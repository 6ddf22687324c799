//! ChaCha20-Poly1305 (RFC 8439) as used by Noise `ChaChaPoly` cipher states.
//!
//! Every sealed unit is ciphertext followed by a 16-byte Poly1305 tag.

use crate::{Error, Result};
use chacha20poly1305::aead::{Aead, KeyInit, Payload};
use chacha20poly1305::{ChaCha20Poly1305, Key, Nonce};
use zeroize::Zeroizing;

/// Symmetric key length in bytes.
pub const KEY_LEN: usize = 32;

/// Authentication tag length in bytes.
pub const TAG_LEN: usize = 16;

/// Construct the 12-byte AEAD nonce for a 64-bit counter.
///
/// Noise's `ChaChaPoly` nonce layout:
/// - `nonce[0:4] = 0x00000000`
/// - `nonce[4:12] = counter` (little-endian)
///
/// # Example
/// ```
/// use knit_crypto::aead::construct_nonce;
///
/// let nonce = construct_nonce(0x4746454443424140);
/// assert_eq!(&nonce[0..4], &[0, 0, 0, 0]);
/// assert_eq!(&nonce[4..12], &[0x40, 0x41, 0x42, 0x43, 0x44, 0x45, 0x46, 0x47]);
/// ```
pub fn construct_nonce(counter: u64) -> [u8; 12] {
    let mut nonce = [0u8; 12];
    nonce[4..12].copy_from_slice(&counter.to_le_bytes());
    nonce
}

/// Encrypt `plaintext` and return `ciphertext || tag`.
///
/// Callers keep `key` in a `Zeroizing` wrapper.
///
/// # Example
/// ```
/// use knit_crypto::aead::{seal, TAG_LEN};
///
/// let sealed = seal(&[0x42; 32], 0, b"hello", b"").unwrap();
/// assert_eq!(sealed.len(), 5 + TAG_LEN);
/// ```
pub fn seal(key: &[u8; KEY_LEN], counter: u64, plaintext: &[u8], aad: &[u8]) -> Result<Vec<u8>> {
    let cipher = ChaCha20Poly1305::new(Key::from_slice(key));
    let nonce = construct_nonce(counter);

    cipher
        .encrypt(
            Nonce::from_slice(&nonce),
            Payload {
                msg: plaintext,
                aad,
            },
        )
        .map_err(|_| Error::Encryption("ChaCha20-Poly1305 encryption failed".into()))
}

/// Verify and decrypt `ciphertext || tag`.
///
/// # Errors
/// Returns `Error::Decryption` if the tag does not verify. The caller must
/// treat that as tampering.
pub fn open(
    key: &[u8; KEY_LEN],
    counter: u64,
    ciphertext_and_tag: &[u8],
    aad: &[u8],
) -> Result<Zeroizing<Vec<u8>>> {
    if ciphertext_and_tag.len() < TAG_LEN {
        return Err(Error::InvalidLength {
            expected: TAG_LEN,
            actual: ciphertext_and_tag.len(),
        });
    }

    let cipher = ChaCha20Poly1305::new(Key::from_slice(key));
    let nonce = construct_nonce(counter);

    let plaintext = cipher
        .decrypt(
            Nonce::from_slice(&nonce),
            Payload {
                msg: ciphertext_and_tag,
                aad,
            },
        )
        .map_err(|_| Error::Decryption("ChaCha20-Poly1305 authentication failed".into()))?;

    Ok(Zeroizing::new(plaintext))
}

__Assignment__. Set down the material exactly, keeping every line.

__Result for this exercise__.
repository 6ddf22687324c799
//! ChaCha20-Poly1305 (RFC 8439) as used by Noise `ChaChaPoly` cipher states.
//!
//! Every sealed unit is ciphertext followed by a 16-byte Poly1305 tag.

use crate::{Error, Result};
use chacha20poly1305::aead::{Aead, KeyInit, Payload};
use chacha20poly1305::{ChaCha20Poly1305, Key, Nonce};
use zeroize::Zeroizing;

/// Symmetric key length in bytes.
pub const KEY_LEN: usize = 32;

/// Authentication tag length in bytes.
pub const TAG_LEN: usize = 16;

/// Construct the 12-byte AEAD nonce for a 64-bit counter.
///
/// Noise's `ChaChaPoly` nonce layout:
/// - `nonce[0:4] = 0x00000000`
/// - `nonce[4:12] = counter` (little-endian)
///
/// # Example
/// ```
/// use knit_crypto::aead::construct_nonce;
///
/// let nonce = construct_nonce(0x4746454443424140);
/// assert_eq!(&nonce[0..4], &[0, 0, 0, 0]);
/// assert_eq!(&nonce[4..12], &[0x40, 0x41, 0x42, 0x43, 0x44, 0x45, 0x46, 0x47]);
/// ```
pub fn construct_nonce(counter: u64) -> [u8; 12] {
    let mut nonce = [0u8; 12];
    nonce[4..12].copy_from_slice(&counter.to_le_bytes());
    nonce
}

/// Encrypt `plaintext` and return `ciphertext || tag`.
///
/// Callers keep `key` in a `Zeroizing` wrapper.
///
/// # Example
/// ```
/// use knit_crypto::aead::{seal, TAG_LEN};
///
/// let sealed = seal(&[0x42; 32], 0, b"hello", b"").unwrap();
/// assert_eq!(sealed.len(), 5 + TAG_LEN);
/// ```
pub fn seal(key: &[u8; KEY_LEN], counter: u64, plaintext: &[u8], aad: &[u8]) -> Result<Vec<u8>> {
    let cipher = ChaCha20Poly1305::new(Key::from_slice(key));
    let nonce = construct_nonce(counter);

    cipher
        .encrypt(
            Nonce::from_slice(&nonce),
            Payload {
                msg: plaintext,
                aad,
            },
        )
        .map_err(|_| Error::Encryption("ChaCha20-Poly1305 encryption failed".into()))
}

/// Verify and decrypt `ciphertext || tag`.
///
/// # Errors
/// Returns `Error::Decryption` if the tag does not verify. The caller must
/// treat that as tampering.
pub fn open(
    key: &[u8; KEY_LEN],
    counter: u64,
    ciphertext_and_tag: &[u8],
    aad: &[u8],
) -> Result<Zeroizing<Vec<u8>>> {
    if ciphertext_and_tag.len() < TAG_LEN {
        return Err(Error::InvalidLength {
            expected: TAG_LEN,
            actual: ciphertext_and_tag.len(),
        });
    }

    let cipher = ChaCha20Poly1305::new(Key::from_slice(key));
    let nonce = construct_nonce(counter);

    let plaintext = cipher
        .decrypt(
            Nonce::from_slice(&nonce),
            Payload {
                msg: ciphertext_and_tag,
                aad,
            },
        )
        .map_err(|_| Error::Decryption("ChaCha20-Poly1305 authentication failed".into()))?;

    Ok(Zeroizing::new(plaintext))
}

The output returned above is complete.